Your instructions:
Look below for the lines from the one with "use tracing::warn;" to the one with "String, ids: Vec<String>", and copy exactly those lines, both ends included.
[Start of Attachment]
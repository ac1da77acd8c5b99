//! Integrity checks run by the `check` hook.

use std::collections::{BTreeMap, BTreeSet};
use std::fmt;
use std::path::PathBuf;
use tracing::warn;

use super::{Dataset, DatasetError, ProjectPaths};
use crate::parser;
use crate::process::{ProcessModel, RecordState};
use crate::record::{fields, Records};

#[derive(Debug, Clone, PartialEq, Eq)]
pub enum CheckFailure {
    DuplicateIds(Vec<String>),
    MissingOrigin { id: String },
    SharedOrigin { origin: String, ids: Vec<String> },
    OriginNotInSearchFile { id: String, origin: String },
    InvalidTransition {
        id: String,
        from: RecordState,
        to: RecordState,
        commit: String,
    },
    ScreeningCriteria { id: String, value: String },
    PropagatedIdChange {
        old_id: String,
        new_id: String,
        files: Vec<PathBuf>,
    },
}

impl fmt::Display for CheckFailure {
    fn fmt(&self, f: &mut fmt::Formatter<'_>) -> fmt::Result {
        match self {
            CheckFailure::DuplicateIds(ids) => write!(f, "duplicate IDs: {}", ids.join(", ")),
            CheckFailure::MissingOrigin { id } => write!(f, "{id}: empty colrev_origin"),
            CheckFailure::SharedOrigin { origin, ids } => {
                write!(f, "origin {origin} appears in several records: {}", ids.join(", "))
            }
            CheckFailure::OriginNotInSearchFile { id, origin } => {
                write!(f, "{id}: origin {origin} not found in the search files")
            }
            CheckFailure::InvalidTransition { id, from, to, commit } => {
                write!(f, "{id}: invalid transition {from} -> {to} (after {})", short(commit))
            }
            CheckFailure::ScreeningCriteria { id, value } => {
                write!(f, "{id}: screening_criteria '{value}' does not match the settings")
            }
            CheckFailure::PropagatedIdChange { old_id, new_id, files } => write!(
                f,
                "{old_id} was renamed to {new_id} after propagation; still referenced in {}",
                files
                    .iter()
                    .map(|p| p.display().to_string())
                    .collect::<Vec<_>>()
                    .join(", ")
            ),
        }
    }
}

fn short(sha: &str) -> &str {
    &sha[..sha.len().min(8)]
}

/// Checks 1 and 2: unique IDs, non-empty and unshared origins.
pub fn check_origins(records: &Records) -> Vec<CheckFailure> {
    let mut failures = Vec::new();
    let mut origin_owners: BTreeMap<&str, Vec<String>> = BTreeMap::new();
    for record in records.values() {
        if record.origin.is_empty() {
            failures.push(CheckFailure::MissingOrigin {
                id: record.id.clone(),
            });
        }
        for origin in &record.origin {
            origin_owners.entry(origin.as_str()).or_default().push(record.id.clone());
        }
    }
    for (origin, ids) in origin_owners {
        if ids.len() > 1 {
            failures.push(CheckFailure::SharedOrigin {
                origin: origin.to_string(),
                ids,
            });
        }
    }
    failures
}

/// Check 3: every origin points to an entry of its search file.
///
/// Search files that are not BibTeX, or cannot be read, are skipped.
pub fn check_origins_in_search_files(paths: &ProjectPaths, records: &Records) -> Vec<CheckFailure> {
    let mut keys_by_file: BTreeMap<String, Option<BTreeSet<String>>> = BTreeMap::new();
    let mut failures = Vec::new();
    for record in records.values() {
        for origin in &record.origin {
            let Some((file, key)) = origin.rsplit_once('/') else {
                failures.push(CheckFailure::OriginNotInSearchFile {
                    id: record.id.clone(),
                    origin: origin.clone(),
                });
                continue;
            };
            let keys = keys_by_file.entry(file.to_string()).or_insert_with(|| {
                let path = paths.search_dir().join(file);
                if path.extension().and_then(|e| e.to_str()) != Some("bib") {
                    return None;
                }
                match parser::parse_search_file(&path) {
                    Ok(entries) => Some(entries.into_iter().map(|e| e.key).collect()),
                    Err(e) => {
                        warn!("cannot read search file {}: {e}", path.display());
                        None
                    }
                }
            });
            if let Some(keys) = keys {
                if !keys.contains(key) {
                    failures.push(CheckFailure::OriginNotInSearchFile {
                        id: record.id.clone(),
                        origin: origin.clone(),
                    });
                }
            }
        }
    }
    failures
}

/// Check 4: status changes across the history follow the state machine.
///
/// Records are tracked by origin so that renames and merges do not break the chain.
pub fn check_status_transitions(
    dataset: &Dataset,
    current: &Records,
) -> Result<Vec<CheckFailure>, DatasetError> {
    let mut newer: BTreeMap<String, (String, RecordState)> = current
        .values()
        .flat_map(|r| r.origin.iter().map(move |o| (o.clone(), (r.id.clone(), r.status))))
        .collect();
    let mut newer_commit = "working tree".to_string();
    let mut failures = Vec::new();
    let mut reported: BTreeSet<(String, RecordState, RecordState)> = BTreeSet::new();

    for item in dataset.load_from_git_history()? {
        let (commit, records) = item?;
        let mut older: BTreeMap<String, (String, RecordState)> = BTreeMap::new();
        for record in records.values() {
            for origin in &record.origin {
                older.insert(origin.clone(), (record.id.clone(), record.status));
            }
        }
        for (origin, (id, to)) in &newer {
            let Some((_, from)) = older.get(origin) else {
                continue;
            };
            if from == to || ProcessModel::is_reachable(*from, *to) {
                continue;
            }
            if reported.insert((id.clone(), *from, *to)) {
                failures.push(CheckFailure::InvalidTransition {
                    id: id.clone(),
                    from: *from,
                    to: *to,
                    commit: newer_commit.clone(),
                });
            }
        }
        newer = older;
        newer_commit = commit.sha;
    }
    Ok(failures)
}

/// Check 5: screening decisions use the configured criteria.
pub fn check_screening_criteria(records: &Records, criteria: &[String]) -> Vec<CheckFailure> {
    records
        .values()
        .filter_map(|record| {
            let value = record.get(fields::SCREENING_CRITERIA)?;
            (!screening_criteria_valid(value, criteria)).then(|| CheckFailure::ScreeningCriteria {
                id: record.id.clone(),
                value: value.to_string(),
            })
        })
        .collect()
}

/// `NA` when no criteria are configured, else `c1=in;c2=out` covering every criterion.
pub fn screening_criteria_valid(value: &str, criteria: &[String]) -> bool {
    if criteria.is_empty() {
        return value == "NA" || value.is_empty();
    }
    let mut seen = BTreeSet::new();
    for item in value.split(';').filter(|i| !i.is_empty()) {
        let Some((name, decision)) = item.split_once('=') else {
            return false;
        };
        if !criteria.iter().any(|c| c == name) || !matches!(decision, "in" | "out" | "TODO") {
            return false;
        }
        seen.insert(name);
    }
    seen.len() == criteria.len()
}

/// Check 6: IDs of propagated records must not change.
pub fn check_propagated_ids(
    dataset: &Dataset,
    current: &Records,
) -> Result<Vec<CheckFailure>, DatasetError> {
    let committed = dataset.committed_records()?;
    let current_by_origin: BTreeMap<&str, &str> = current
        .values()
        .flat_map(|r| r.origin.iter().map(move |o| (o.as_str(), r.id.as_str())))
        .collect();

    let mut failures = Vec::new();
    let mut seen = BTreeSet::new();
    for record in committed.values().filter(|r| r.status.is_post_md_processed()) {
        for origin in &record.origin {
            let Some(new_id) = current_by_origin.get(origin.as_str()) else {
                continue;
            };
            if *new_id != record.id && seen.insert(record.id.clone()) {
                failures.push(CheckFailure::PropagatedIdChange {
                    old_id: record.id.clone(),
                    new_id: new_id.to_string(),
                    files: dataset.files_referencing_id(&record.id),
                });
            }
        }
    }
    Ok(failures)
}

/// Runs every integrity check against the working tree.
pub fn run_all(dataset: &Dataset, screening_criteria: &[String]) -> Result<Vec<CheckFailure>, DatasetError> {
    let records = match dataset.load_records() {
        Ok(records) => records,
        Err(DatasetError::DuplicateIds(ids)) => return Ok(vec![CheckFailure::DuplicateIds(ids)]),
        Err(e) => return Err(e),
    };
    let mut failures = check_origins(&records);
    failures.extend(check_origins_in_search_files(dataset.paths(), &records));
    failures.extend(check_status_transitions(dataset, &records)?);
    failures.extend(check_screening_criteria(&records, screening_criteria));
    failures.extend(check_propagated_ids(dataset, &records)?);
    Ok(failures)
}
[End of Attachment]
Solution:
use tracing::warn;

use super::{Dataset, DatasetError, ProjectPaths};
use crate::parser;
use crate::process::{ProcessModel, RecordState};
use crate::record::{fields, Records};

#[derive(Debug, Clone, PartialEq, Eq)]
pub enum CheckFailure {
    DuplicateIds(Vec<String>),
    MissingOrigin { id: String },
    SharedOrigin { origin: String, ids: Vec<String> },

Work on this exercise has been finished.